**WORK REQUIRED**: Your result should be every line of the records below that contains the word "than".

**SOURCE INFORMATION**:

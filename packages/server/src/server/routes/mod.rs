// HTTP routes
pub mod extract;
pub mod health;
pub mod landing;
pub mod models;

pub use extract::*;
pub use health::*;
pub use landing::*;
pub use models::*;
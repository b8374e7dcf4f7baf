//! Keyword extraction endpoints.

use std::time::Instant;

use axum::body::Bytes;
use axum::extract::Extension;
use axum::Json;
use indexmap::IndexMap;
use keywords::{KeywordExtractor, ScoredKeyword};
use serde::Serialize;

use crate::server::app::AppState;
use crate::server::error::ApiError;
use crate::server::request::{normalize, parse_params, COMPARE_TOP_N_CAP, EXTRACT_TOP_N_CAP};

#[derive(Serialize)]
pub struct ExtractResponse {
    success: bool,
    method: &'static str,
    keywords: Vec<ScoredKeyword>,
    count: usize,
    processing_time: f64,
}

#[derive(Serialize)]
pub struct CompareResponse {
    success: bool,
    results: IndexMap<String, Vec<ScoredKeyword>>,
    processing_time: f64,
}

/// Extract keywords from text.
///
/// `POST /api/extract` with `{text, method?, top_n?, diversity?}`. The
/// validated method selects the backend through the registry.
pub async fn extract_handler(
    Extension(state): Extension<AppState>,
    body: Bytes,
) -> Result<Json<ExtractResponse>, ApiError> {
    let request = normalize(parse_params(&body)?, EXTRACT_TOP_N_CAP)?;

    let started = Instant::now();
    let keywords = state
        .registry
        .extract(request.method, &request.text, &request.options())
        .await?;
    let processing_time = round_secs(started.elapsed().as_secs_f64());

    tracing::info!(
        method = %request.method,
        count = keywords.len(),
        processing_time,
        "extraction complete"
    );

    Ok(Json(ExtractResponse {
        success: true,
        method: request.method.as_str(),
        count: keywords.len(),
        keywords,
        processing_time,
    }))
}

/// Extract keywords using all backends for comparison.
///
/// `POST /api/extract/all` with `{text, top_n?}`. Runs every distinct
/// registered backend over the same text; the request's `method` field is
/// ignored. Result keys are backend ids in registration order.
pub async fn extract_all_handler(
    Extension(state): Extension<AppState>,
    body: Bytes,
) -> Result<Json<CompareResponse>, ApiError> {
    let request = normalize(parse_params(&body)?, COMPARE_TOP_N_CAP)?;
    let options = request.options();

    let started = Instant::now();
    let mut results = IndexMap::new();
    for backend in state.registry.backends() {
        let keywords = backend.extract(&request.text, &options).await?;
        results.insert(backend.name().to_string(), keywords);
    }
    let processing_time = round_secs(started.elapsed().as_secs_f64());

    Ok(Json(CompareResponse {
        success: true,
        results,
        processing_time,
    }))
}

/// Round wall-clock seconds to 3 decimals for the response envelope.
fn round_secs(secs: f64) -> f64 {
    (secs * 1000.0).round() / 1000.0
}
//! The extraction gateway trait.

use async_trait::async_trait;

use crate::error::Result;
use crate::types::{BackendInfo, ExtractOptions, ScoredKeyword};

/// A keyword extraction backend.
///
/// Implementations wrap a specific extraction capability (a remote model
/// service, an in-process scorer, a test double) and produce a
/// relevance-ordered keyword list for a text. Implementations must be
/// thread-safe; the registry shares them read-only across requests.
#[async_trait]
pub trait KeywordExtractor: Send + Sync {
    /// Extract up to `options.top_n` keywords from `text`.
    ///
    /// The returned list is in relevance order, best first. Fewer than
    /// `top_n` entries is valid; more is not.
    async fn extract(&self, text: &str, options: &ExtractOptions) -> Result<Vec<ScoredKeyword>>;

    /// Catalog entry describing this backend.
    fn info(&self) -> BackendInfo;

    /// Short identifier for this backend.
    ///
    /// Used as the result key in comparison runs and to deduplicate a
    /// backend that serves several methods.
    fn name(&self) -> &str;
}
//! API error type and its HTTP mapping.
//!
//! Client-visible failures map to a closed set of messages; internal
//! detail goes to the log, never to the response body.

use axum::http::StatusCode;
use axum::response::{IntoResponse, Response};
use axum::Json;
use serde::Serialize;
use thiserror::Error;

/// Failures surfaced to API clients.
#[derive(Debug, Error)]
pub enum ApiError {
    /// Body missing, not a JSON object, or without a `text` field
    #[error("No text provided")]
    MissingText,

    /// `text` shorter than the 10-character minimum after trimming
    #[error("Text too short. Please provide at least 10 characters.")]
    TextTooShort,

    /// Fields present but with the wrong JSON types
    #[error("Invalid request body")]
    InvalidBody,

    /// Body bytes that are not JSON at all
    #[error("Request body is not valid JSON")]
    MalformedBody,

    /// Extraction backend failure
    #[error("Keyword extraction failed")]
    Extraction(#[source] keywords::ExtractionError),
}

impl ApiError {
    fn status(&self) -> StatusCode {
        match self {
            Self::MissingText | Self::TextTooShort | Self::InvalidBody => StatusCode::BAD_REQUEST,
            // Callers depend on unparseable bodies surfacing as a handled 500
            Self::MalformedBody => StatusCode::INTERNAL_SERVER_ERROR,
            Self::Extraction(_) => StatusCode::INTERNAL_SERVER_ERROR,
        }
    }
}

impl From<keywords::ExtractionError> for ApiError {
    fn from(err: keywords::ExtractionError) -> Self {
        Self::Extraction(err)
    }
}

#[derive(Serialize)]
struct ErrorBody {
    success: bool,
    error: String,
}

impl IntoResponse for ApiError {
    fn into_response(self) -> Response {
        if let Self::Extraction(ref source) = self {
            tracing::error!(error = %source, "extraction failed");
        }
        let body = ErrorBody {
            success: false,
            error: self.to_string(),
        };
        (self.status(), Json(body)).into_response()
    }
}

**YOUR SOLUTION**:
    /// The returned list is in relevance order, best first. Fewer than
    /// `text` shorter than the 10-character minimum after trimming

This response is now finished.